Sunday, 3 November 2013

The random ramblings of a computer addict.

So what's important in life?

Why am I writing this blog?

Couldn't tell ya.

You know that never ending need you have to have your voice be heard? That desire to get that strange, indescribable feeling of longing in your stomach - longing for nothing in particular at that - out there in the world so that you can feel like your opinions and perspectives are making an impact worth considering, like so many ripples in the pond that is the infinite sea of existence?

Yeah. A little like that.

Okay, I've exhausted myself with metaphors that aim to dabble in something vaguely resembling profundity. I don't pretend to have something to say right now. Or else I have too much to say: I'm one of many screaming creatures without a voice, lost in this existential void we call "the way we live," scrambling tirelessly to a surface of purpose and meaning and anything that will justify this never ending cesspool of idiocy that is the modern way of doing things.

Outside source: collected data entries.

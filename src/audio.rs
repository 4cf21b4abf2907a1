//! Sound effects and music driven by game events
//!
//! Short effects play from small pools of channels so rapid fire can overlap
//! itself. A pool hands out channels round-robin and skips a channel that is
//! still busy rather than cutting it off. Decoding and mixing belong to the
//! host behind [`SoundChannel`].

use crate::platform::EffectsBus;
use crate::settings::Settings;
use crate::sim::GameEvent;

/// Every sound the game makes
#[derive(Debug, Clone, Copy, PartialEq, Eq, Hash)]
pub enum Sound {
    /// Ship volley
    Laser,
    /// Enemy destroyed
    Explosion,
    /// Background loop
    Music,
    /// Loop played after the ship is destroyed
    GameOverMusic,
}

impl Sound {
    pub fn is_music(self) -> bool {
        matches!(self, Sound::Music | Sound::GameOverMusic)
    }
}

/// One playable voice provided by the host
pub trait SoundChannel {
    /// Not playing, or finished playing
    fn is_idle(&self) -> bool;
    /// Play from the start
    fn play(&mut self);
    fn stop(&mut self);
}

/// Round-robin pool of channels for one effect
#[derive(Debug, Clone)]
pub struct SoundPool<C: SoundChannel> {
    channels: Vec<C>,
    current: usize,
}

impl<C: SoundChannel> SoundPool<C> {
    pub fn new(channels: Vec<C>) -> Self {
        Self { channels, current: 0 }
    }

    /// Play on the next channel if it is idle. The cursor moves on either way.
    pub fn play(&mut self) -> bool {
        let len = self.channels.len();
        let Some(channel) = self.channels.get_mut(self.current) else {
            return false;
        };

        let played = channel.is_idle();
        if played {
            channel.play();
        }
        self.current = (self.current + 1) % len;
        played
    }

    pub fn channels(&self) -> &[C] {
        &self.channels
    }

    pub fn channels_mut(&mut self) -> &mut [C] {
        &mut self.channels
    }
}

/// Routes game events to effect pools and music tracks
#[derive(Debug, Clone)]
pub struct AudioBus<C: SoundChannel> {
    pub laser: SoundPool<C>,
    pub explosion: SoundPool<C>,
    pub music: C,
    pub game_over_music: C,
    pub muted: bool,
}

impl<C: SoundChannel> AudioBus<C> {
    /// Build every channel through `factory`, which receives the sound and
    /// its configured volume
    pub fn new(settings: &Settings, mut factory: impl FnMut(Sound, f32) -> C) -> Self {
        let laser = (0..settings.laser_channels)
            .map(|_| factory(Sound::Laser, settings.laser_volume))
            .collect();
        let explosion = (0..settings.explosion_channels)
            .map(|_| factory(Sound::Explosion, settings.explosion_volume))
            .collect();

        Self {
            laser: SoundPool::new(laser),
            explosion: SoundPool::new(explosion),
            music: factory(Sound::Music, settings.music_volume),
            game_over_music: factory(Sound::GameOverMusic, settings.game_over_volume),
            muted: settings.muted,
        }
    }
}

impl<C: SoundChannel> EffectsBus for AudioBus<C> {
    fn notify(&mut self, event: &GameEvent) {
        if self.muted {
            return;
        }

        match event {
            GameEvent::SessionStarted => {
                self.game_over_music.stop();
                self.music.stop();
                self.music.play();
            }
            GameEvent::ShipFired => {
                self.laser.play();
            }
            GameEvent::EnemyDestroyed { .. } => {
                self.explosion.play();
            }
            GameEvent::ShipDestroyed => {
                self.music.stop();
                self.game_over_music.stop();
                self.game_over_music.play();
            }
            GameEvent::WaveSpawned { .. } => {}
        }
    }
}

/// Channel without an audio device
///
/// One-shot channels finish the moment they start; held channels keep
/// playing until stopped, like a looping track.
#[derive(Debug, Clone, PartialEq)]
pub struct HeadlessChannel {
    pub volume: f32,
    /// Times `play` was called
    pub plays: u32,
    pub playing: bool,
    hold: bool,
}

impl HeadlessChannel {
    pub fn one_shot(volume: f32) -> Self {
        Self {
            volume,
            plays: 0,
            playing: false,
            hold: false,
        }
    }

    pub fn held(volume: f32) -> Self {
        Self {
            hold: true,
            ..Self::one_shot(volume)
        }
    }

    /// Music loops, effects are one-shot
    pub fn for_sound(sound: Sound, volume: f32) -> Self {
        if sound.is_music() {
            Self::held(volume)
        } else {
            Self::one_shot(volume)
        }
    }
}

impl SoundChannel for HeadlessChannel {
    fn is_idle(&self) -> bool {
        !self.playing
    }

    fn play(&mut self) {
        self.plays += 1;
        self.playing = self.hold;
    }

    fn stop(&mut self) {
        self.playing = false;
    }
}

#[cfg(test)]
mod tests {
    use super::*;
    use glam::Vec2;

    fn held_pool(size: usize) -> SoundPool<HeadlessChannel> {
        SoundPool::new((0..size).map(|_| HeadlessChannel::held(1.0)).collect())
    }

    fn plays(pool: &SoundPool<HeadlessChannel>) -> Vec<u32> {
        pool.channels().iter().map(|c| c.plays).collect()
    }

    #[test]
    fn test_round_robin() {
        let mut pool = SoundPool::new((0..3).map(|_| HeadlessChannel::one_shot(1.0)).collect());
        for _ in 0..7 {
            assert!(pool.play());
        }
        assert_eq!(plays(&pool), vec![3, 2, 2]);
    }

    #[test]
    fn test_busy_channel_is_skipped() {
        let mut pool = held_pool(3);
        assert!(pool.play());
        assert!(pool.play());
        assert!(pool.play());

        // Channel 0 is still playing: nothing plays, but the cursor moves on
        assert!(!pool.play());
        assert_eq!(plays(&pool), vec![1, 1, 1]);

        pool.channels_mut()[1].stop();
        assert!(pool.play());
        assert_eq!(plays(&pool), vec![1, 2, 1]);
    }

    #[test]
    fn test_empty_pool_is_silent() {
        let mut pool: SoundPool<HeadlessChannel> = SoundPool::new(Vec::new());
        assert!(!pool.play());
    }

    #[test]
    fn test_bus_uses_settings() {
        let bus = AudioBus::new(&Settings::default(), HeadlessChannel::for_sound);
        assert_eq!(bus.laser.channels().len(), 10);
        assert_eq!(bus.explosion.channels().len(), 20);
        assert_eq!(bus.laser.channels()[0].volume, 0.12);
        assert_eq!(bus.explosion.channels()[0].volume, 0.1);
        assert_eq!(bus.music.volume, 0.25);
        assert_eq!(bus.game_over_music.volume, 0.25);
    }

    #[test]
    fn test_bus_routes_events() {
        let mut bus = AudioBus::new(&Settings::default(), HeadlessChannel::for_sound);

        bus.notify(&GameEvent::SessionStarted);
        assert!(bus.music.playing);

        bus.notify(&GameEvent::ShipFired);
        bus.notify(&GameEvent::ShipFired);
        bus.notify(&GameEvent::EnemyDestroyed { pos: Vec2::ZERO });
        let lasers: u32 = bus.laser.channels().iter().map(|c| c.plays).sum();
        let explosions: u32 = bus.explosion.channels().iter().map(|c| c.plays).sum();
        assert_eq!(lasers, 2);
        assert_eq!(explosions, 1);

        bus.notify(&GameEvent::ShipDestroyed);
        assert!(!bus.music.playing);
        assert!(bus.game_over_music.playing);

        // Restart swaps the tracks back
        bus.notify(&GameEvent::SessionStarted);
        assert!(bus.music.playing);
        assert!(!bus.game_over_music.playing);
        assert_eq!(bus.music.plays, 2);
    }

    #[test]
    fn test_muted_bus_is_silent() {
        let settings = Settings {
            muted: true,
            ..Default::default()
        };
        let mut bus = AudioBus::new(&settings, HeadlessChannel::for_sound);
        bus.notify(&GameEvent::SessionStarted);
        bus.notify(&GameEvent::ShipFired);
        assert_eq!(bus.music.plays, 0);
        assert!(bus.laser.channels().iter().all(|c| c.plays == 0));
    }
}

And while we're on that subject, why can't we elect one decent person in government? Really, as papered over as the system is with corruption and bylaws and endless attempts to make our wallets a little lighter in the name of government dollars being chucked at something only useful to a chosen few, why can't we at least have competent figureheads in office? Obama notwithstanding, most of the people representing the be all end all of human leadership look like they wandered out of a low rent frat meeting and continue to behave as such. No offense to you frat boys; I'm sure some of you will make competent diplomats someday (not a whit of sarcasm in that statement).

But maybe, just maybe, if we could elect some competent, non-scandal ridden reasonable human beings - genuinely representative of the larger demographic of people who actually have their heads tightly screwed onto their necks, and aren't in danger of losing their senses after only the slightest provocation - our world wouldn't be such a collective screw-up of endless missed opportunities that would, in fact, have been cancelled long ago if we were a television series on a pay for cable station, save the comedic value which would keep us afloat for the sake of camp fanatics everywhere.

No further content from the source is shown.